Cette situation s’explique en partie par la théorie habituelle d’« insider-outsider ». La dominance masculine sur le marché de l’emploi fonctionne comme un cartel, empêchant les femmes douées d’accéder aux fonctions élevées. Le salaire net des femmes équivaut en moyenne à la moitié de celui des hommes.
Cependant, les Européennes sont tout autant à blâmer. Dans des pays comme l’Allemagne et les Pays-Bas, les femmes qui sont allées à l’université choisissent souvent de rester au foyer ou de travailler à temps partiel. Au Pays-Bas, seule une mère active sur dix travaille à plein temps, contre neuf pères actifs sur dix. Il n’est donc pas surprenant que les employeurs ne prennent pas les femmes au sérieux.

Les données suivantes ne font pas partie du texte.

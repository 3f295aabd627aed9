//! Validator (spec.md section 4.12).
//!
//! Runs against the fully rendered HTML document after postprocessing. Both
//! checks are non-fatal (spec.md section 7): an unresolved `ref`/`iref` or a
//! dangling `def` is recorded as a [`Finding`] and the build proceeds.

use scraper::{Html, Selector};
use std::collections::HashSet;

use crate::findings::{Finding, FindingKind, FindingSink, Severity};
use crate::render::sanitize;
use crate::types::{LocalDefinition, LocalReference};

fn anchor_id_selector() -> Selector {
    Selector::parse("[id]").expect("static selector")
}

fn href_selector() -> Selector {
    Selector::parse("[href]").expect("static selector")
}

/// Checks every `ref`/`iref` against the set of `id="term:..."` anchors
/// actually present in the rendered HTML, and every local `def` against the
/// set of `href="#term:..."` targets actually used anywhere in the document.
pub fn validate(
    rendered_html: &str,
    definitions: &[LocalDefinition],
    references: &[LocalReference],
    sink: &mut FindingSink,
    timestamp: &str,
) {
    let document = Html::parse_document(rendered_html);

    let anchor_ids: HashSet<String> = document
        .select(&anchor_id_selector())
        .filter_map(|el| el.value().attr("id"))
        .map(str::to_string)
        .collect();

    let href_targets: HashSet<String> = document
        .select(&href_selector())
        .filter_map(|el| el.value().attr("href"))
        .filter_map(|href| href.strip_prefix('#'))
        .map(str::to_string)
        .collect();

    check_unresolved_references(references, &anchor_ids, sink, timestamp);
    check_dangling_definitions(definitions, &href_targets, sink, timestamp);
}

fn check_unresolved_references(
    references: &[LocalReference],
    anchor_ids: &HashSet<String>,
    sink: &mut FindingSink,
    timestamp: &str,
) {
    for reference in references {
        let expected_id = format!("term:{}", sanitize(&reference.term));
        if anchor_ids.contains(&expected_id) {
            continue;
        }
        sink.record(Finding {
            timestamp: timestamp.to_string(),
            kind: FindingKind::UnresolvedRef,
            severity: Severity::Warning,
            operation: "validator".to_string(),
            message: format!(
                "{:?} referenced in {} has no matching definition",
                reference.term, reference.source_file
            ),
            source_files: vec![reference.source_file.clone()],
            additional_data: None,
        });
    }
}

fn check_dangling_definitions(
    definitions: &[LocalDefinition],
    href_targets: &HashSet<String>,
    sink: &mut FindingSink,
    timestamp: &str,
) {
    for definition in definitions {
        let candidate_ids: Vec<String> = std::iter::once(definition.term.clone())
            .chain(definition.primary_alias.clone())
            .map(|t| format!("term:{}", sanitize(&t)))
            .collect();

        let is_targeted = candidate_ids.iter().any(|id| href_targets.contains(id));
        if is_targeted {
            continue;
        }

        sink.record(Finding {
            timestamp: timestamp.to_string(),
            kind: FindingKind::DanglingDefinition,
            severity: Severity::Warning,
            operation: "validator".to_string(),
            message: format!(
                "{:?} defined in {} is never referenced",
                definition.term, definition.source_file
            ),
            source_files: vec![definition.source_file.clone()],
            additional_data: None,
        });
    }
}

#[cfg(test)]
mod tests {
    use super::*;

    fn def(term: &str, file: &str) -> LocalDefinition {
        LocalDefinition {
            term: term.to_string(),
            primary_alias: None,
            source_file: file.to_string(),
        }
    }

    fn reference(term: &str, file: &str) -> LocalReference {
        LocalReference {
            term: term.to_string(),
            source_file: file.to_string(),
        }
    }

    #[test]
    fn resolved_reference_produces_no_finding() {
        let html = r#"<span id="term:alpha">Alpha</span><a href="#term:alpha">Alpha</a>"#;
        let mut sink = FindingSink::new();
        validate(html, &[], &[reference("Alpha", "a.md")], &mut sink, "t");
        assert!(sink.findings().is_empty());
    }

    #[test]
    fn unresolved_reference_is_a_warning() {
        let html = r#"<p>no anchors here</p>"#;
        let mut sink = FindingSink::new();
        validate(html, &[], &[reference("Alpha", "a.md")], &mut sink, "t");
        assert_eq!(sink.findings().len(), 1);
        assert_eq!(sink.findings()[0].kind, FindingKind::UnresolvedRef);
    }

    #[test]
    fn referenced_definition_produces_no_finding() {
        let html = r#"<a href="#term:alpha">Alpha</a>"#;
        let mut sink = FindingSink::new();
        validate(html, &[def("Alpha", "a.md")], &[], &mut sink, "t");
        assert!(sink.findings().is_empty());
    }

    #[test]
    fn dangling_definition_is_a_warning() {
        let html = r#"<p>no links here</p>"#;
        let mut sink = FindingSink::new();
        validate(html, &[def("Alpha", "a.md")], &[], &mut sink, "t");
        assert_eq!(sink.findings().len(), 1);
        assert_eq!(sink.findings()[0].kind, FindingKind::DanglingDefinition);
    }
}
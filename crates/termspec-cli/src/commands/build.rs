//! `termspec build` (spec.md section 6).

use std::path::{Path, PathBuf};

use anyhow::Result;
use chrono::Utc;
use colored::Colorize;
use termspec_core::findings::Severity;
use termspec_core::pipeline::{self, BuildOptions};

use crate::cli::OutputFormat;

/// Runs the build pipeline and prints a summary in the requested format.
///
/// Returns the process exit code (spec.md section 6): `0` on success --
/// non-fatal findings are permitted and never change this, per spec.md
/// section 6's "0 on success (warnings permitted)" -- `2` on a fatal
/// pipeline error (manifest missing/invalid, output path unwritable).
pub async fn run(manifest: Option<PathBuf>, no_fetch: bool, format: OutputFormat, base_dir: &Path) -> Result<i32> {
    let now = Utc::now();
    let options = BuildOptions {
        base_dir: base_dir.to_path_buf(),
        manifest_path: manifest,
        no_fetch,
        timestamp: now.to_rfc3339(),
        unix_ms: now.timestamp_millis(),
        // spec.md section 4.13: "currentDate (author-local date formatted `DD Month YYYY`)".
        current_date: now.format("%d %B %Y").to_string(),
        write_output: true,
    };

    let report = match pipeline::build(&options).await {
        Ok(report) => report,
        Err(err) => {
            match format {
                OutputFormat::Text => eprintln!("{} {err}", "error:".red().bold()),
                OutputFormat::Json => {
                    println!("{}", serde_json::json!({ "error": err.to_string(), "category": err.category() }));
                }
            }
            return Ok(2);
        }
    };

    match format {
        OutputFormat::Text => print_text_summary(&report),
        OutputFormat::Json => print_json_summary(&report)?,
    }

    Ok(0)
}

fn print_text_summary(report: &pipeline::BuildReport) {
    match &report.output_path {
        Some(path) => println!("{} wrote {}", "build:".green().bold(), path.display()),
        None => println!("{} no output written", "build:".green().bold()),
    }
    println!("{} {} reference(s) in store", "build:".green().bold(), report.reference_count);

    if report.findings.is_empty() {
        println!("{} no issues found", "build:".green().bold());
        return;
    }

    for finding in &report.findings {
        let label = match finding.severity {
            Severity::Info => "info".normal(),
            Severity::Warning => "warn".yellow().bold(),
            Severity::Error => "error".red().bold(),
        };
        println!("{label} [{}] {}", finding.operation, finding.message);
    }
}

fn print_json_summary(report: &pipeline::BuildReport) -> Result<()> {
    let summary = serde_json::json!({
        "outputPath": report.output_path,
        "referenceCount": report.reference_count,
        "findings": report.findings,
    });
    println!("{}", serde_json::to_string_pretty(&summary)?);
    Ok(())
}
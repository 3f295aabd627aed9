//! Emitter (spec.md section 4.13).
//!
//! Interpolates the rendered body and the project's metadata into the HTML
//! document template and writes the result atomically to
//! `<outputPath>/index.html`, alongside the reference store's cache files
//! (written separately by `store.rs`) and `console-messages.json`. The
//! write-to-temp-then-rename pattern mirrors `blz-core`'s storage layer.

use std::fs;
use std::path::{Path, PathBuf};

use crate::error::Result;
use crate::manifest::Manifest;

/// The built-in document template, used unless the manifest/CLI overrides it.
pub const DEFAULT_TEMPLATE: &str = include_str!("../templates/default.html");

/// Values interpolated into the template (spec.md section 4.13).
#[derive(Debug, Clone)]
pub struct EmitterContext<'a> {
    /// The rendered, postprocessed document body.
    pub render: &'a str,
    /// The serialized table of contents fragment.
    pub toc: &'a str,
    /// The `const allXTrefs = ...;` JS snapshot, inlined for client-side search.
    pub xtrefs_data: &'a str,
    /// Extra `<head>` markup (stylesheet links, KaTeX, favicon).
    pub assets_head: &'a str,
    /// Extra markup injected just before `</body>`.
    pub assets_body: &'a str,
    /// Inline SVG sprite sheet markup.
    pub assets_svg: &'a str,
    /// Caller-supplied current date string (spec.md section 9: no system-clock reads
    /// inside the library), used for the "last built" footer line.
    pub current_date: &'a str,
    /// Caller-supplied ISO 8601 timestamp, embedded for client-side cache busting.
    pub universal_timestamp: &'a str,
    /// The current branch of this project's own repository (spec.md section
    /// 4.6 step 5), used to complete the `account,repo,branch` CSV embedded
    /// in the `spec-up-t:github-repo-info` meta tag (spec.md section 6).
    pub branch: &'a str,
}

/// Renders the final HTML document by interpolating `ctx` and the manifest's
/// project metadata into `template`.
#[must_use]
pub fn render_document(template: &str, manifest: &Manifest, ctx: &EmitterContext<'_>) -> String {
    // spec.md section 4.13: "githubRepoInfo (a three-element CSV `account,repo,branch`)".
    let github_repo_info = format!(
        "{},{},{}",
        manifest.spec.source.account, manifest.spec.source.repo, ctx.branch
    );
    let repo_url = format!(
        "https://github.com/{}/{}",
        manifest.spec.source.account, manifest.spec.source.repo
    );

    template
        .replace("{{title}}", &manifest.spec.title)
        .replace("{{description}}", &manifest.spec.description)
        .replace("{{author}}", &manifest.spec.author)
        .replace("{{toc}}", ctx.toc)
        .replace("{{render}}", ctx.render)
        .replace("{{xtrefsData}}", ctx.xtrefs_data)
        .replace("{{assetsHead}}", ctx.assets_head)
        .replace("{{assetsBody}}", ctx.assets_body)
        .replace("{{assetsSvg}}", ctx.assets_svg)
        .replace("{{repoUrl}}", &repo_url)
        .replace("{{currentDate}}", ctx.current_date)
        .replace("{{universalTimestamp}}", ctx.universal_timestamp)
        .replace("{{githubRepoInfo}}", &github_repo_info)
        .replace("{{logo}}", manifest.spec.logo.as_deref().unwrap_or_default())
        .replace(
            "{{favicon}}",
            manifest.spec.favicon.as_deref().unwrap_or_default(),
        )
}

/// Writes `html` to `<outputPath>/index.html`, creating the output directory
/// if necessary, via write-to-temp-then-rename.
///
/// # Errors
///
/// Returns [`crate::error::Error::OutputPathUnwritable`] if the output
/// directory cannot be created, or an IO error if the write/rename fails.
pub fn write_output(output_dir: &Path, html: &str) -> Result<PathBuf> {
    fs::create_dir_all(output_dir).map_err(|e| {
        crate::error::Error::OutputPathUnwritable(format!(
            "{}: {e}",
            output_dir.display()
        ))
    })?;

    let final_path = output_dir.join("index.html");
    let tmp_path = output_dir.join("index.html.tmp");
    fs::write(&tmp_path, html)?;
    fs::rename(&tmp_path, &final_path)?;
    Ok(final_path)
}

#[cfg(test)]
mod tests {
    use super::*;
    use crate::manifest::{Manifest, ManifestSpec, SourceInfo};

    fn manifest() -> Manifest {
        Manifest {
            spec: ManifestSpec {
                title: "My Spec".to_string(),
                description: "A description".to_string(),
                author: "An Author".to_string(),
                source: SourceInfo { account: "acct".to_string(), repo: "repo".to_string() },
                spec_directory: "spec".to_string(),
                spec_terms_directory: Some("terms".to_string()),
                output_path: "docs".to_string(),
                markdown_paths: vec![],
                external_specs: vec![],
                logo: None,
                logo_link: None,
                favicon: None,
                katex: false,
                anchor_symbol: None,
                search_highlight_style: None,
            },
            base_dir: PathBuf::from("/tmp"),
        }
    }

    #[test]
    fn interpolates_title_and_body() {
        let manifest = manifest();
        let ctx = EmitterContext {
            render: "<p>body</p>",
            toc: "<nav></nav>",
            xtrefs_data: "const allXTrefs = [];",
            assets_head: "",
            assets_body: "",
            assets_svg: "",
            current_date: "2026-07-28",
            universal_timestamp: "2026-07-28T00:00:00Z",
            branch: "main",
        };
        let template = "<title>{{title}}</title><body>{{render}}</body>";
        let html = render_document(template, &manifest, &ctx);
        assert!(html.contains("<title>My Spec</title>"));
        assert!(html.contains("<p>body</p>"));
    }

    #[test]
    fn github_repo_info_is_account_repo_branch_csv() {
        let manifest = manifest();
        let ctx = EmitterContext {
            render: "",
            toc: "",
            xtrefs_data: "",
            assets_head: "",
            assets_body: "",
            assets_svg: "",
            current_date: "",
            universal_timestamp: "",
            branch: "main",
        };
        let html = render_document("{{githubRepoInfo}}", &manifest, &ctx);
        assert_eq!(html, "acct,repo,main");
    }

    #[test]
    fn repo_url_is_derived_from_source() {
        let manifest = manifest();
        let ctx = EmitterContext {
            render: "",
            toc: "",
            xtrefs_data: "",
            assets_head: "",
            assets_body: "",
            assets_svg: "",
            current_date: "",
            universal_timestamp: "",
            branch: "main",
        };
        let html = render_document("{{repoUrl}}", &manifest, &ctx);
        assert_eq!(html, "https://github.com/acct/repo");
    }

    #[test]
    fn writes_index_html_atomically() {
        let dir = tempfile::tempdir().unwrap();
        let output_dir = dir.path().join("docs");
        let path = write_output(&output_dir, "<html></html>").unwrap();
        assert_eq!(fs::read_to_string(&path).unwrap(), "<html></html>");
        assert!(!output_dir.join("index.html.tmp").exists());
    }
}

La contribution des femmes à l’économie des Pays-Bas représente environ 27 %. Selon une estimation brute, si les femmes travaillaient davantage en dehors du foyer et faisaient passer cette contribution disons à 35 %, la croissance du PIB serait 11 % supérieure – soit environ 60 milliards de dollars supérieure. Les femmes actives seraient toujours deux fois moins nombreuses que les hommes actifs. Avec les revenus supplémentaires générés par les femmes, le gouvernement pourrait subvenir aux besoins de sa population vieillissante, tout en ayant encore des milliards à dépenser pour l’éducation des enfants.
Ce qui vaut pour les Pays-Bas et l’Europe vaut pour le monde entier : la réduction des inégalités entre les hommes et les femmes n’est pas seulement une question de justice, mais aussi de bon sens économique.